→ **Exercise goal**:
All lines below containing "sliding" are to be listed.

→ **Extracted records**:
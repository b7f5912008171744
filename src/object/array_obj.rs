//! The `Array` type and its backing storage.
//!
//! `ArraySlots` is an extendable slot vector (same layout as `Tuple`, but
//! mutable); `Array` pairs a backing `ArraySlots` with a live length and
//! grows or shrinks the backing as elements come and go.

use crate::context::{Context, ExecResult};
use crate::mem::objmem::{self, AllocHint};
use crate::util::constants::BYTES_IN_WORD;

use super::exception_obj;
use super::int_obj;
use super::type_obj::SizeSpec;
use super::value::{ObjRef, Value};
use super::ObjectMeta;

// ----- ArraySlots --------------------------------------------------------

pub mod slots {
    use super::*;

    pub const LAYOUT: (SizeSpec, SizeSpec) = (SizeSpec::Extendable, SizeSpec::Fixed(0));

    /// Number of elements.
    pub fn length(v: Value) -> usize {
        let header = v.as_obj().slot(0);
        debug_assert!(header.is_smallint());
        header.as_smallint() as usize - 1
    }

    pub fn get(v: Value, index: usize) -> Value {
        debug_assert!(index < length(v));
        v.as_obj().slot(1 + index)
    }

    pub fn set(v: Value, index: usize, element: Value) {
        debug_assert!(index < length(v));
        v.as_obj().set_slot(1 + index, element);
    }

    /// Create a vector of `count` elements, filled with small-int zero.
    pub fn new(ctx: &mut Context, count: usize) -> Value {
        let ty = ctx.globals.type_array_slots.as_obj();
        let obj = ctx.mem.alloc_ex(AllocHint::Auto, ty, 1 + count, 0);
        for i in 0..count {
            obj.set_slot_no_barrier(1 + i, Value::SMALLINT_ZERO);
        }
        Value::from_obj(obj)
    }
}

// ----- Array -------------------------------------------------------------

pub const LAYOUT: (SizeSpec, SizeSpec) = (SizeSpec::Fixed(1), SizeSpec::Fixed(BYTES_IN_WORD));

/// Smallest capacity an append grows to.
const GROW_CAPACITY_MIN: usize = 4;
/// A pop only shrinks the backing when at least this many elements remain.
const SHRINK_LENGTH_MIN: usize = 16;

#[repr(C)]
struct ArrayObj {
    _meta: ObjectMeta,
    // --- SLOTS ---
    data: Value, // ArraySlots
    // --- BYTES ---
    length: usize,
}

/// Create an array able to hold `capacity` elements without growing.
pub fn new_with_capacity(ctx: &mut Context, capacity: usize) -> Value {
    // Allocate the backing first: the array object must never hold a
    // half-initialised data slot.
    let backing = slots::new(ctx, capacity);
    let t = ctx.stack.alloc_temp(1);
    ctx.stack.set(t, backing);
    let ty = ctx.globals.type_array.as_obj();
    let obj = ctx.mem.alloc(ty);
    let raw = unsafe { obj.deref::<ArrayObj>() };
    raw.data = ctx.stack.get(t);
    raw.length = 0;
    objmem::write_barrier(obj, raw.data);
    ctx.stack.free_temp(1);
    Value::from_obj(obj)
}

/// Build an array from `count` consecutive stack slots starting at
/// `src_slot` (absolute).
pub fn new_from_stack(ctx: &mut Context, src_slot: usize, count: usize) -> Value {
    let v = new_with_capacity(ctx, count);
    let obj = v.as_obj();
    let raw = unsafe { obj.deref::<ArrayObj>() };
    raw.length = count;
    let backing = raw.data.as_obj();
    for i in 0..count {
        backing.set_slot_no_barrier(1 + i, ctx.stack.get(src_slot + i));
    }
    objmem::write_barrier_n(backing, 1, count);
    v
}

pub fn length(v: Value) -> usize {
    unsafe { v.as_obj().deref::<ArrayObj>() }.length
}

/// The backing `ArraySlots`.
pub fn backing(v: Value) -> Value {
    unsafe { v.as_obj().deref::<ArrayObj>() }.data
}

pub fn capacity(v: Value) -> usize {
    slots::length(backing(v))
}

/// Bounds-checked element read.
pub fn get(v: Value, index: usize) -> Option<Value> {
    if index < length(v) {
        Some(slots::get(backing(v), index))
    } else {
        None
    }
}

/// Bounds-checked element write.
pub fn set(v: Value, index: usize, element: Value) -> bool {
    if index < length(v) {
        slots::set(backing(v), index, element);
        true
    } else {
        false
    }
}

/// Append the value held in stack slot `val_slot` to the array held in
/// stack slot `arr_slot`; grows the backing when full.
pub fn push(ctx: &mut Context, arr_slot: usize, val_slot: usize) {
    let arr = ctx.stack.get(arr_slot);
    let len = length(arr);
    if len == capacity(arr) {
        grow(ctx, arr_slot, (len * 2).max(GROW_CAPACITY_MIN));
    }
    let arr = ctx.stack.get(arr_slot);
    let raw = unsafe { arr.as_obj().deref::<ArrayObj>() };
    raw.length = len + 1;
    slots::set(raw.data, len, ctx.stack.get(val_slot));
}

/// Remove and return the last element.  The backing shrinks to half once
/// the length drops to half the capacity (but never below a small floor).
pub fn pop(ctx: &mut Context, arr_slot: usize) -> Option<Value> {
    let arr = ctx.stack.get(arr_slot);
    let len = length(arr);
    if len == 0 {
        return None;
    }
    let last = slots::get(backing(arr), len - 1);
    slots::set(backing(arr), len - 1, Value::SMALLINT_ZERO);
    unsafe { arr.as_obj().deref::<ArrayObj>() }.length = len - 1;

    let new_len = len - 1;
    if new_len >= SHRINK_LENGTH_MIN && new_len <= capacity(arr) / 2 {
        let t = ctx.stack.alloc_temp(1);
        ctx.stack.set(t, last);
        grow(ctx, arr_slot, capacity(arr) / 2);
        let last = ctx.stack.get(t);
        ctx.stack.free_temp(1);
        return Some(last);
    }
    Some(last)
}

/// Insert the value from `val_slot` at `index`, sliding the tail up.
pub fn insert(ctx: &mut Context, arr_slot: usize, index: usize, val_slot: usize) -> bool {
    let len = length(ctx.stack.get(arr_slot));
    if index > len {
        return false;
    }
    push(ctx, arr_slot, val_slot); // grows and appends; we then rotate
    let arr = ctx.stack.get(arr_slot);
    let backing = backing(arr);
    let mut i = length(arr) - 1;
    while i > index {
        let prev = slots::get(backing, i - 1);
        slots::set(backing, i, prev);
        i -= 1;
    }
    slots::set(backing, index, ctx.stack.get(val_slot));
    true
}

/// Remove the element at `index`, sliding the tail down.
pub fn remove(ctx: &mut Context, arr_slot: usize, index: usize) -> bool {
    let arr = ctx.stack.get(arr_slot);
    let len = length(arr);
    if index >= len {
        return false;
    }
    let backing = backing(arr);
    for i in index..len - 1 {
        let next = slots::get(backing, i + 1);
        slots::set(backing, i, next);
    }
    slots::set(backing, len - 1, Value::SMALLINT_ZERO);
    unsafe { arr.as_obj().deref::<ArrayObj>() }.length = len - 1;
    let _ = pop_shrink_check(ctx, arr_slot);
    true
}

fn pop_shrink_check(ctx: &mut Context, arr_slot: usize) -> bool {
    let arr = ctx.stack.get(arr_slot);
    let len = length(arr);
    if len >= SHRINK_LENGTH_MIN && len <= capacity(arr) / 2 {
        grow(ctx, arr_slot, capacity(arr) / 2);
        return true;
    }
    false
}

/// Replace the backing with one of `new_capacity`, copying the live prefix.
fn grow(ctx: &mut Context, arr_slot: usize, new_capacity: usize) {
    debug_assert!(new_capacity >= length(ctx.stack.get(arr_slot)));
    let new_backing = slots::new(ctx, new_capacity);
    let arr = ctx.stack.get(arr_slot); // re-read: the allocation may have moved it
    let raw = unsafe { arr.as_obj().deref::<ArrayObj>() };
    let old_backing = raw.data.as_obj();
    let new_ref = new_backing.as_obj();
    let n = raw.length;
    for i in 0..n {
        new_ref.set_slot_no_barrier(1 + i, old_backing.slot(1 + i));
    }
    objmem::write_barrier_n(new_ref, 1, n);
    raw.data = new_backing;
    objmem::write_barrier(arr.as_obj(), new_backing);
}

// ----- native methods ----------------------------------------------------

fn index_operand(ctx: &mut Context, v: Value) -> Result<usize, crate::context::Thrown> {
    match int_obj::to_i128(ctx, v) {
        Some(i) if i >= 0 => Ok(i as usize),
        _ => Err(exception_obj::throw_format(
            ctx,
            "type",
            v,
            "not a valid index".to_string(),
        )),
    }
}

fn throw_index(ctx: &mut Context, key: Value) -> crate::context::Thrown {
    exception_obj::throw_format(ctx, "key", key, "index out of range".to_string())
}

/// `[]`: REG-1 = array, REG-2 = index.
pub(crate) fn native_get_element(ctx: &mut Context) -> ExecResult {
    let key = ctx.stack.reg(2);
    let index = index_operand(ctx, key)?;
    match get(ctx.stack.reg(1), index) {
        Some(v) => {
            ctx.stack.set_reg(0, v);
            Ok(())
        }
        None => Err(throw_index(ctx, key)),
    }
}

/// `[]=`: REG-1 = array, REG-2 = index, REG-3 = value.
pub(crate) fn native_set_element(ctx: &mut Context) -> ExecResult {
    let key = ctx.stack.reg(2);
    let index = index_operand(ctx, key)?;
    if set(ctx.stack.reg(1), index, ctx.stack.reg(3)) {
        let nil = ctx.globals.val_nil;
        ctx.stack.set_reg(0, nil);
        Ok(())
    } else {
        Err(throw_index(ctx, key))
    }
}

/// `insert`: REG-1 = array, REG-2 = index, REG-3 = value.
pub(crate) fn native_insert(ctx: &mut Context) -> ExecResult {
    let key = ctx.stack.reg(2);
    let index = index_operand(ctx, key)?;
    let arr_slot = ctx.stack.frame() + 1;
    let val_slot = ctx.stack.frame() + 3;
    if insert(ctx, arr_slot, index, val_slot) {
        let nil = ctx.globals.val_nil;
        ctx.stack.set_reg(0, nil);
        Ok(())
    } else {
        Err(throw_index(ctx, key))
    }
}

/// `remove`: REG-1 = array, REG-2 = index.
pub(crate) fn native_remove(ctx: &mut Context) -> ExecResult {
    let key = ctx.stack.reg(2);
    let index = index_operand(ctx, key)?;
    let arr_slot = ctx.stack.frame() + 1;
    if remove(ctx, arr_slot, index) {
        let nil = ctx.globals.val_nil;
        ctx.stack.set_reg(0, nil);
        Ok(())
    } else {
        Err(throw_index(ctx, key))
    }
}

→ **Exercise solution**:
/// Insert the value from `val_slot` at `index`, sliding the tail up.
/// Remove the element at `index`, sliding the tail down.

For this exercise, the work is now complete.